Shakespeare will meet Radiohead in a new stage production of Hamlet due to premiere next year, set to a reworked version of the band’s Hail to the Thief album.
Alternative rockers Radiohead had a string of best-selling singles in the 1990s and early 2000s including Creep, Paranoid Android and No Surprises.
Frontman Thom Yorke’s lyrics for the 2003 album were originally a response to the election of George W. Bush as US president and his “war on terror” that followed the September 11 attacks.
The singer-songwriter is deconstructing and reworking the album for the production, which will be performed by a cast of some 20 musicians and actors.
Yorke, who is working with Tony- and Olivier award-winning designer Christine Jones and director Steven Hoggett, said in a statement it was an “interesting and intimidating challenge”.

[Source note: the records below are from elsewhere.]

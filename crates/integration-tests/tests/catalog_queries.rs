//! Cross-component scenarios: catalog store output flowing through the
//! search engine, the way the listing routes consume it.

use aquarelle_core::{ArtworkCategory, Price, Role, UserId};
use aquarelle_marketplace::catalog::{CatalogStore, MemoryCatalog};
use aquarelle_marketplace::models::{Artwork, NewArtwork};
use aquarelle_marketplace::search::{ArtworkQuery, PriceRange, SortKey, filter_artworks};
use aquarelle_marketplace::services::auth::{AuthService, RegisterData};

fn ids(artworks: &[Artwork]) -> Vec<&str> {
    artworks.iter().map(|a| a.id.as_str()).collect()
}

#[tokio::test]
async fn newest_sort_orders_seeded_artworks_by_recency() {
    let catalog = MemoryCatalog::with_sample_data();
    let all = catalog.list_artworks().await.expect("catalog never fails");

    // The seed staggers creation times so artwork4 is the most recent
    let sorted = filter_artworks(
        &all,
        &ArtworkQuery {
            sort: SortKey::Newest,
            ..ArtworkQuery::default()
        },
    );
    assert_eq!(ids(&sorted), ["artwork4", "artwork3", "artwork2", "artwork1"]);
}

#[tokio::test]
async fn newest_sort_puts_later_artwork_first() {
    let catalog = MemoryCatalog::with_sample_data();
    let all = catalog.list_artworks().await.expect("catalog never fails");

    // artwork1: price 350, landscape, older; artwork3: price 450, abstract, newer
    let pair: Vec<Artwork> = all
        .into_iter()
        .filter(|a| a.id.as_str() == "artwork1" || a.id.as_str() == "artwork3")
        .collect();

    let sorted = filter_artworks(
        &pair,
        &ArtworkQuery {
            sort: SortKey::Newest,
            ..ArtworkQuery::default()
        },
    );
    assert_eq!(ids(&sorted), ["artwork3", "artwork1"]);

    let bracketed = filter_artworks(
        &pair,
        &ArtworkQuery {
            price_range: Some(PriceRange::new(Price::ZERO, Price::from_dollars(400))),
            ..ArtworkQuery::default()
        },
    );
    assert_eq!(ids(&bracketed), ["artwork1"]);
}

#[tokio::test]
async fn text_and_category_filters_compose() {
    let catalog = MemoryCatalog::with_sample_data();
    let all = catalog.list_artworks().await.expect("catalog never fails");

    // "emma" matches the artist name on both of Emma's pieces; the category
    // filter then narrows to the floral one.
    let filtered = filter_artworks(
        &all,
        &ArtworkQuery {
            text: "EMMA".to_owned(),
            categories: vec![ArtworkCategory::Floral],
            ..ArtworkQuery::default()
        },
    );
    assert_eq!(ids(&filtered), ["artwork2"]);
}

#[tokio::test]
async fn featured_listing_is_a_subset_of_the_catalog() {
    let catalog = MemoryCatalog::with_sample_data();
    let all = catalog.list_artworks().await.expect("catalog never fails");
    let featured = catalog
        .list_featured_artworks()
        .await
        .expect("catalog never fails");

    assert!(featured.len() < all.len());
    for artwork in &featured {
        assert!(artwork.featured);
        assert!(all.iter().any(|a| a.id == artwork.id));
    }
}

#[tokio::test]
async fn newly_registered_artist_listing_shows_up_in_search() {
    let catalog = MemoryCatalog::with_sample_data();
    let auth = AuthService::new(&catalog);

    let artist = auth
        .register(RegisterData {
            email: "iris.blue@example.com".to_owned(),
            password: "abcdef".to_owned(),
            name: "Iris Blue".to_owned(),
            role: Role::Artist,
        })
        .await
        .expect("registration succeeds");

    catalog
        .create_artwork(NewArtwork {
            artist_id: artist.id.clone(),
            artist_name: artist.name.clone(),
            title: "Indigo Tide".to_owned(),
            description: "Layered washes of deep blue".to_owned(),
            price: Price::from_dollars(310),
            images: Vec::new(),
            category: ArtworkCategory::Seascape,
            style: "Abstract".to_owned(),
            medium: "Watercolor on paper".to_owned(),
            dimensions: aquarelle_core::Dimensions::default(),
            availability: aquarelle_core::Availability::Available,
            tags: vec!["indigo".to_owned()],
            featured: false,
        })
        .await
        .expect("creation succeeds");

    let all = catalog.list_artworks().await.expect("catalog never fails");
    let found = filter_artworks(
        &all,
        &ArtworkQuery {
            text: "iris blue".to_owned(),
            ..ArtworkQuery::default()
        },
    );
    assert_eq!(found.len(), 1);
    assert_eq!(found.first().map(|a| a.title.as_str()), Some("Indigo Tide"));

    let by_artist = catalog
        .list_artworks_by_artist(&artist.id)
        .await
        .expect("catalog never fails");
    assert_eq!(by_artist.len(), 1);
}

#[tokio::test]
async fn unknown_artist_listing_is_empty_not_an_error() {
    let catalog = MemoryCatalog::with_sample_data();
    let artworks = catalog
        .list_artworks_by_artist(&UserId::new("artist999"))
        .await
        .expect("absence is not an error");
    assert!(artworks.is_empty());
}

“For years I’ve wanted to see the play and album collide in a piece of theatre; eventually I shared the idea with Thom, who was intrigued,” said Jones, who conceptualised the idea.
She had been struck by the “uncanny reverberances between the (Hamlet) text and the album”, she said.

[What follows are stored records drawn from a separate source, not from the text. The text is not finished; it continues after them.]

//! Messages flowing into and out of the coordinator.

use std::fmt;

use serde::{Deserialize, Serialize};

use kiska_core::auth::AuthError;
use kiska_media::{CaptureEvent, SynthesisEvent};
use kiska_providers::ResolveError;

/// Whose turn it is.
#[derive(Debug, Clone, Copy, Default, PartialEq, Eq, Hash, Serialize, Deserialize)]
#[serde(rename_all = "snake_case")]
pub enum TurnState {
    #[default]
    Idle,
    Listening,
    Resolving,
    Speaking,
}

impl fmt::Display for TurnState {
    fn fmt(&self, f: &mut fmt::Formatter<'_>) -> fmt::Result {
        let label = match self {
            Self::Idle => "idle",
            Self::Listening => "listening",
            Self::Resolving => "resolving",
            Self::Speaking => "speaking",
        };
        f.write_str(label)
    }
}

/// User actions sent by the presentation layer.
#[derive(Debug, Clone, PartialEq, Eq)]
pub enum Intent {
    PressTalk,
    ReleaseTalk,
    SubmitText(String),
    Greet,
    ResetSession,
    Shutdown,
}

/// Transient, non-fatal messages for the presentation layer.
#[derive(Debug, Clone, PartialEq, Eq)]
pub enum Notice {
    CaptureUnsupported,
    CaptureFailed(String),
    CaptureTimedOut,
    SignedOut,
    SignOutFailed(String),
}

impl fmt::Display for Notice {
    fn fmt(&self, f: &mut fmt::Formatter<'_>) -> fmt::Result {
        match self {
            Self::CaptureUnsupported => f.write_str("Speech recognition is not available on this device."),
            Self::CaptureFailed(msg) => write!(f, "Speech recognition failed: {msg}"),
            Self::CaptureTimedOut => f.write_str("Stopped listening: no speech was recognized in time."),
            Self::SignedOut => f.write_str("You have been signed out."),
            Self::SignOutFailed(msg) => write!(f, "Sign-out failed: {msg}"),
        }
    }
}

/// Timers the coordinator arms while it waits on an engine.
#[derive(Debug, Clone, Copy, PartialEq, Eq)]
pub enum Deadline {
    /// A capture has been open too long.
    CaptureTimeout,
    /// Capture ended or was released; stop waiting for final results.
    ReleaseGrace,
    /// An utterance has been playing too long.
    SpeechTimeout,
    /// The sign-out acknowledgement grace period is over.
    SignOut,
}

/// Everything the coordinator task reacts to.
#[derive(Debug)]
pub(crate) enum CoordinatorEvent {
    Intent(Intent),
    Capture(CaptureEvent),
    Synthesis(SynthesisEvent),
    ResolutionFinished {
        id: u64,
        result: Result<String, ResolveError>,
    },
    SignOutFinished(Result<(), AuthError>),
    DeadlineElapsed(Deadline),
}
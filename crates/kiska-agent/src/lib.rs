//! Turn-taking coordinator for KISKA.
//!
//! The [`coordinator::Coordinator`] is a single task that owns whose turn it
//! is. Capture, resolution and synthesis all report back to it as messages;
//! the presentation layer drives it through a [`coordinator::CoordinatorHandle`].

pub mod clock;
pub mod coordinator;
pub mod events;
pub mod intents;

pub use clock::{Clock, FixedClock, SystemClock};
pub use coordinator::{Coordinator, CoordinatorHandle};
pub use events::{Intent, Notice, TurnState};
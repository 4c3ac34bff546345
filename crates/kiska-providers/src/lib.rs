//! Reply resolvers and the remote services KISKA talks to.
//!
//! Each resolver implements [`ReplyResolver`]: text (plus recent history) in,
//! reply text out. [`client::ResolverClient`] wraps one with history, a
//! timeout and error normalization.

use std::sync::Arc;
use std::time::Duration;

use async_trait::async_trait;
use serde::{Deserialize, Serialize};
use thiserror::Error;

use kiska_core::config::ResolverConfig;
use kiska_core::transcript::Origin;

pub mod client;
#[cfg(feature = "firebase")]
pub mod identity;
#[cfg(feature = "openai")]
pub mod openai;
pub mod sample;
pub mod sse;
#[cfg(feature = "weather")]
pub mod weather;

pub use client::ResolverClient;

/// One prior message handed to a resolver as context.
#[derive(Debug, Clone, PartialEq, Eq, Serialize, Deserialize)]
pub struct HistoryMessage {
    pub origin: Origin,
    pub content: String,
}

impl HistoryMessage {
    pub fn user(content: impl Into<String>) -> Self {
        Self {
            origin: Origin::User,
            content: content.into(),
        }
    }

    pub fn assistant(content: impl Into<String>) -> Self {
        Self {
            origin: Origin::Assistant,
            content: content.into(),
        }
    }
}

/// Maps input text to a reply.
#[async_trait]
pub trait ReplyResolver: Send + Sync {
    /// Resolver identifier (e.g., "sample", "openai").
    fn id(&self) -> &str;

    async fn resolve(&self, text: &str, history: &[HistoryMessage]) -> anyhow::Result<String>;
}

#[derive(Debug, Error)]
pub enum ResolveError {
    #[error("resolver '{resolver}' failed: {message}")]
    Failed { resolver: String, message: String },

    #[error("resolver '{0}' returned an empty reply")]
    EmptyReply(String),

    #[error("resolver '{resolver}' timed out after {after:?}")]
    Timeout { resolver: String, after: Duration },
}

/// Build the resolver named by `config.provider`.
pub fn resolver_from_config(config: &ResolverConfig) -> anyhow::Result<Arc<dyn ReplyResolver>> {
    match config.provider.as_str() {
        "sample" => Ok(Arc::new(sample::SampleResolver::new())),
        #[cfg(feature = "openai")]
        "openai" | "openrouter" | "ollama" => Ok(Arc::new(openai::OpenAiResolver::from_config(config)?)),
        other => anyhow::bail!("Unknown resolver provider '{other}'"),
    }
}

#[cfg(test)]
mod tests {
    use super::*;

    #[test]
    fn test_resolver_from_config() {
        let sample = resolver_from_config(&ResolverConfig::default()).unwrap();
        assert_eq!(sample.id(), "sample");

        let unknown = ResolverConfig {
            provider: "carrier-pigeon".into(),
            ..Default::default()
        };
        assert!(resolver_from_config(&unknown).is_err());
    }

    #[cfg(feature = "openai")]
    #[test]
    fn test_ollama_needs_no_key() {
        let config = ResolverConfig {
            provider: "ollama".into(),
            model: Some("llama3.2".into()),
            ..Default::default()
        };
        assert_eq!(resolver_from_config(&config).unwrap().id(), "ollama");
    }
}
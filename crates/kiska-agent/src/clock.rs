//! Wall-clock source for the time intercept.

use chrono::{Local, NaiveTime};

pub trait Clock: Send + Sync {
    /// Current local time of day.
    fn time_of_day(&self) -> NaiveTime;
}

#[derive(Debug, Default, Clone, Copy)]
pub struct SystemClock;

impl Clock for SystemClock {
    fn time_of_day(&self) -> NaiveTime {
        Local::now().time()
    }
}

/// A clock stopped at one instant.
#[derive(Debug, Clone, Copy)]
pub struct FixedClock(pub NaiveTime);

impl FixedClock {
    /// `None` when the hour or minute is out of range.
    pub fn at(hour: u32, minute: u32) -> Option<Self> {
        NaiveTime::from_hms_opt(hour, minute, 0).map(Self)
    }
}

impl Clock for FixedClock {
    fn time_of_day(&self) -> NaiveTime {
        self.0
    }
}
//! Server-Sent Events decoding for streaming chat completions.

use std::collections::VecDeque;
use std::pin::Pin;

use bytes::Bytes;
use futures::Stream;
use tokio_stream::StreamExt;

#[derive(Debug, Clone, PartialEq, Eq)]
pub struct SseEvent {
    pub event: Option<String>,
    pub data: String,
}

/// Incremental SSE decoder: feed raw chunks, collect complete events.
#[derive(Debug, Default)]
pub struct SseDecoder {
    buffer: String,
    event: Option<String>,
    data: Vec<String>,
    ready: VecDeque<SseEvent>,
}

impl SseDecoder {
    pub fn new() -> Self {
        Self::default()
    }

    pub fn feed(&mut self, chunk: &[u8]) {
        self.buffer.push_str(&String::from_utf8_lossy(chunk));
        while let Some(pos) = self.buffer.find('\n') {
            let line: String = self.buffer.drain(..=pos).collect();
            self.line(line.trim_end_matches(['\n', '\r']));
        }
    }

    pub fn next_event(&mut self) -> Option<SseEvent> {
        self.ready.pop_front()
    }

    /// Flush whatever is buffered once the body has ended.
    pub fn finish(&mut self) -> Option<SseEvent> {
        if !self.buffer.is_empty() {
            let rest = std::mem::take(&mut self.buffer);
            self.line(rest.trim_end_matches('\r'));
        }
        self.dispatch();
        self.ready.pop_front()
    }

    fn line(&mut self, line: &str) {
        if line.is_empty() {
            self.dispatch();
        } else if line.starts_with(':') {
            // comment / keep-alive
        } else if let Some(value) = line.strip_prefix("event:") {
            self.event = Some(value.trim_start().to_string());
        } else if let Some(value) = line.strip_prefix("data:") {
            self.data.push(value.trim_start().to_string());
        }
    }

    fn dispatch(&mut self) {
        if self.data.is_empty() {
            self.event = None;
            return;
        }
        self.ready.push_back(SseEvent {
            event: self.event.take(),
            data: std::mem::take(&mut self.data).join("\n"),
        });
    }
}

type ByteStream = Pin<Box<dyn Stream<Item = Result<Bytes, reqwest::Error>> + Send>>;

/// Decode a response body as a stream of SSE events.
pub fn parse_sse_stream(response: reqwest::Response) -> impl Stream<Item = anyhow::Result<SseEvent>> {
    let body: ByteStream = Box::pin(response.bytes_stream());
    futures::stream::unfold(
        (body, SseDecoder::new(), false),
        |(mut body, mut decoder, mut ended)| async move {
            loop {
                if let Some(event) = decoder.next_event() {
                    return Some((Ok(event), (body, decoder, ended)));
                }
                if ended {
                    return None;
                }
                match body.next().await {
                    Some(Ok(chunk)) => decoder.feed(&chunk),
                    Some(Err(e)) => {
                        return Some((Err(anyhow::anyhow!("SSE stream error: {e}")), (body, decoder, true)));
                    }
                    None => {
                        ended = true;
                        if let Some(event) = decoder.finish() {
                            return Some((Ok(event), (body, decoder, ended)));
                        }
                    }
                }
            }
        },
    )
}
use kiska_core::config::LoggingConfig;
use tracing_subscriber::layer::SubscriberExt;
use tracing_subscriber::util::SubscriberInitExt;
use tracing_subscriber::{EnvFilter, Layer};

/// Build the filter directives: base level first, then per-crate overrides.
pub fn directives(config: &LoggingConfig, verbose: bool) -> String {
    let level = if verbose {
        "debug"
    } else {
        config.level.as_deref().unwrap_or("warn")
    };
    std::iter::once(level.to_string())
        .chain(config.filters.iter().cloned())
        .collect::<Vec<_>>()
        .join(",")
}

/// Install the global subscriber. `RUST_LOG` wins over the config file.
pub fn init(config: &LoggingConfig, verbose: bool) {
    let filter = EnvFilter::try_from_default_env()
        .unwrap_or_else(|_| EnvFilter::new(directives(config, verbose)));

    let json = config.format == "json";
    let layer = match (json, config.output.as_str()) {
        (true, "stdout") => tracing_subscriber::fmt::layer()
            .json()
            .with_writer(std::io::stdout)
            .boxed(),
        (true, _) => tracing_subscriber::fmt::layer()
            .json()
            .with_writer(std::io::stderr)
            .boxed(),
        (false, "stdout") => tracing_subscriber::fmt::layer()
            .with_writer(std::io::stdout)
            .boxed(),
        (false, _) => tracing_subscriber::fmt::layer()
            .with_writer(std::io::stderr)
            .boxed(),
    };

    tracing_subscriber::registry().with(filter).with(layer).init();
}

“We’ve found that the play haunts the album, and the album haunts the play.”
Radiohead, comprising former school friends Yorke, brothers Jonny and Colin Greenwood, and Ed O’Brien and Philip Selway, formed in Oxfordshire, southern England, in 1985.
Creep was their 1992 debut single and remains their most successful, with over a billion views on YouTube.

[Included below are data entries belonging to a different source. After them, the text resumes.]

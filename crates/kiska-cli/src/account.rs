//! Account commands. Prompts run on the blocking pool so the runtime stays free.

use std::sync::Arc;

use dialoguer::{Input, Password};

use kiska_core::auth::{CredentialService, User, validate_credentials};

pub enum AccountAction {
    SignIn,
    SignUp,
    ResetPassword,
}

async fn prompt_email(given: Option<String>) -> anyhow::Result<String> {
    if let Some(email) = given {
        return Ok(email);
    }
    let email = tokio::task::spawn_blocking(|| {
        Input::<String>::new().with_prompt("Email").interact_text()
    })
    .await??;
    Ok(email)
}

async fn prompt_secret(confirm: bool) -> anyhow::Result<String> {
    let secret = tokio::task::spawn_blocking(move || {
        let mut prompt = Password::new().with_prompt("Password");
        if confirm {
            prompt = prompt.with_confirmation("Repeat password", "Passwords don't match");
        }
        prompt.interact()
    })
    .await??;
    Ok(secret)
}

/// Ask for credentials until sign-in succeeds or the user gives up after three tries.
pub async fn sign_in_interactive(credentials: &Arc<dyn CredentialService>) -> anyhow::Result<User> {
    let mut last_error = None;
    for _ in 0..3 {
        let email = prompt_email(None).await?;
        let secret = prompt_secret(false).await?;
        match credentials.sign_in(&email, &secret).await {
            Ok(user) => return Ok(user),
            Err(e) => {
                eprintln!("{e}");
                last_error = Some(e);
            }
        }
    }
    match last_error {
        Some(e) => Err(e.into()),
        None => anyhow::bail!("Sign-in abandoned"),
    }
}

pub async fn run(
    credentials: Arc<dyn CredentialService>,
    action: AccountAction,
    email: Option<String>,
) -> anyhow::Result<()> {
    let email = prompt_email(email).await?;
    match action {
        AccountAction::SignIn => {
            let secret = prompt_secret(false).await?;
            let user = credentials.sign_in(&email, &secret).await?;
            println!("Signed in as {} ({})", user.email, user.uid);
        }
        AccountAction::SignUp => {
            let secret = prompt_secret(true).await?;
            validate_credentials(&email, &secret)?;
            let user = credentials.sign_up(&email, &secret).await?;
            println!("Account created for {} ({})", user.email, user.uid);
        }
        AccountAction::ResetPassword => {
            credentials.reset_password(&email).await?;
            println!("Password reset email sent to {email}");
        }
    }
    Ok(())
}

By 2011, they had sold more than 30 million albums worldwide.
The band, which has also campaigned passionately for environmental causes, was inducted into the Rock and Roll Hall of Fame in 2019.
Hamlet Hail To The Thief will stage its world premiere in Manchester, northwestern England, in April 2025 before transferring to the Royal Shakespeare Theatre in Stratford-Upon-Avon in June.